Why is Bwin.party in Such a Financial Mess?
Bwin.party is in hot water. The news this week has been filled with stories about how the profits of the company as a whole are down 6.2% on this time last year, and how when you look just at the online and mobile poker arm of the company, you see a drop of nearly 29% in the same period. I wanted to know why it’s all going so wrong for a company which was once one of the strongest players in the industry.
There’s countless reasons why Bwin.party’s luck has been on the turn, and I’ve not got room in this post to go into detail on all of the misfortunes which have led to this state of affairs, but I’d think there are definitely a few stand-out causes for such a slip in revenue.
Of all the issues that Bwin.party has faced this year, one of the most recent and humiliating has to be when its partner Zynga decided to close the real money poker arm of its operation. The UK only service – Zynga Poker – had been facilitated by Bwin.party’s position in the industry and real money know how. However, players never really warmed to Zynga Poker, and the platform never really got off the ground.
Deciding to cut its losses, Zynga announced that it would be withdrawing from real money gaming, leaving its partnership with Bwin.party technically intact, but representative of very little. The loss of Zynga Poker won’t have been the greatest loss of revenue in the world, but it does mark an investment that’s come to nothing. This can’t be good news for the company.
PartyPoker Tax Bill
If you want to understand what’s really going on with Bwin.party’s revenue stream over the past year, you could do worse than thinking about how the Place of Consumption tax in the UK and other new taxes throughout Europe have impacted vital sources of income. A couple of weeks ago, PartyPoker – Bwin.party’s flagship poker site – published details of what it was expecting to pay in tax for the last year.
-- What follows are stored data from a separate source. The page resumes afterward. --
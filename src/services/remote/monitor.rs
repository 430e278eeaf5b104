//! 远程服务巡检
//!
//! 只读：列出命名约定下的所有容器，对运行中的容器做健康检查。

use std::sync::Arc;
use tokio::time::Instant;
use tracing::{debug, info, warn};

use crate::domain::container::ContainerInfo;
use crate::domain::hardware::HardwareVariant;
use crate::domain::remote::{FleetReport, RemoteConfig, RemoteServiceStatus};
use crate::error::ErrorCode;
use crate::infra::ssh::RemoteConnector;

use super::engine::health_command;
use super::secret::SecretSlot;
use super::shell::{CommandKind, DeployLog, RemoteCommand, RemoteShell};
use super::{close_session, within, RemoteError, RemoteSettings, CONTAINER_PREFIX, REMOTE_PORT};

/// 远程服务巡检器
pub struct RemoteFleetMonitor {
    connector: Arc<dyn RemoteConnector>,
    settings: RemoteSettings,
}

impl RemoteFleetMonitor {
    pub fn new(connector: Arc<dyn RemoteConnector>, settings: RemoteSettings) -> Self {
        Self {
            connector,
            settings,
        }
    }

    /// 巡检远程主机，从不返回 Err
    pub async fn monitor(&self, config: &RemoteConfig) -> FleetReport {
        let result = self.collect(config).await;

        match result {
            Ok(services) => {
                let report = FleetReport::from_services(services);
                info!(
                    target = %config.target(),
                    total = report.total,
                    running = report.running,
                    healthy = report.healthy,
                    "Remote fleet checked"
                );
                report
            }
            Err(e) => {
                warn!(target = %config.target(), error = %e, "Remote fleet check failed");
                FleetReport::failure(e.to_error_info())
            }
        }
    }

    async fn collect(&self, config: &RemoteConfig) -> Result<Vec<RemoteServiceStatus>, RemoteError> {
        let budget = self.settings.connect_timeout + self.settings.monitor_timeout;
        let deadline = Instant::now() + budget;

        let session = within(deadline, budget, async {
            Ok::<_, RemoteError>(self.connector.connect(config).await?)
        })
        .await?;
        // 巡检不持有提权密钥
        let slot = SecretSlot::new();
        let log = DeployLog::silent();
        let mut shell = RemoteShell::new(session.as_ref(), &slot, &log);

        let outcome = within(deadline, budget, list_services(&mut shell, &config.host)).await;
        close_session(session.as_ref()).await;
        outcome
    }
}

async fn list_services(
    shell: &mut RemoteShell<'_>,
    host: &str,
) -> Result<Vec<RemoteServiceStatus>, RemoteError> {
    let args = format!(
        "ps -a --filter name={} --format '{}'",
        CONTAINER_PREFIX,
        ContainerInfo::PS_FORMAT
    );

    let mut out = shell.run(&shell.docker(CommandKind::Probe, &args)).await?;
    if !out.success() && out.stderr.to_lowercase().contains("permission denied") {
        debug!("docker ps denied, retrying with non-interactive sudo");
        shell.set_docker_sudo(true);
        out = shell.run(&shell.docker(CommandKind::Probe, &args)).await?;
    }
    if !out.success() {
        return Err(RemoteError::CommandFailed {
            command: format!("docker {}", args),
            exit_code: out.exit_code,
            stderr: out.stderr.trim().to_string(),
        });
    }

    let containers: Vec<ContainerInfo> = out
        .stdout
        .lines()
        .filter_map(ContainerInfo::parse_line)
        .filter(|c| c.name.starts_with(CONTAINER_PREFIX))
        .collect();

    let mut services = Vec::with_capacity(containers.len());
    for container in containers {
        let running = container.is_running();
        let port = container.first_host_port();
        let healthy = if running {
            let probe = shell
                .run(&RemoteCommand::probe(health_command(
                    port.unwrap_or(REMOTE_PORT),
                )))
                .await?;
            probe.success() && probe.stdout.trim().starts_with('2')
        } else {
            false
        };
        services.push(RemoteServiceStatus {
            variant: variant_from_name(&container.name),
            running,
            healthy,
            url: port.map(|p| format!("http://{}:{}", host, p)),
            port,
            status: container.status,
            image: container.image,
            name: container.name,
        });
    }
    Ok(services)
}

/// `claracore-cuda` -> Cuda
pub fn variant_from_name(name: &str) -> Option<HardwareVariant> {
    name.strip_prefix(CONTAINER_PREFIX)?.parse().ok()
}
Throughout Europe, but especially in the UK and Germany, new incredibly high rates of tax have meant that PartyPoker (and Bwin.party’s other sites for that matter) is facing unprecedented levels of taxation which are eating away at revenue even before the company can even glimpse the cash. This is both incredibly annoying, and very damaging for a company whose profits are on the turn anyway.
It seems that even for such a huge entity as Bwin.party, the answer to the problem of falling revenue (especially if one of the main causes is the PoC Tax) is consolidation. It’s no secret that Bwin.party has been seeking someone to buy it out for some time now, and it’s a well-known fact that talks have been underway about a possible buyout, but what does remain a mystery is the potential buyers.
Rumours have been swirling for some time that a possible buyer might be found in Amaya – who has been on quite the spending binge the last year or so – however neither Amaya nor Bwin.party has confirmed talks have taken place. An alternative saviour may come in the form of William Hill who – fresh from failing to broker a deal to buy 888 Holdings – may be in the market for something like Bwin.party.
Whatever the future holds for Bwin.party, it’s clear that if the numbers continue to decline, player confidence will slip, and it may find itself in freefall if a solution isn’t found.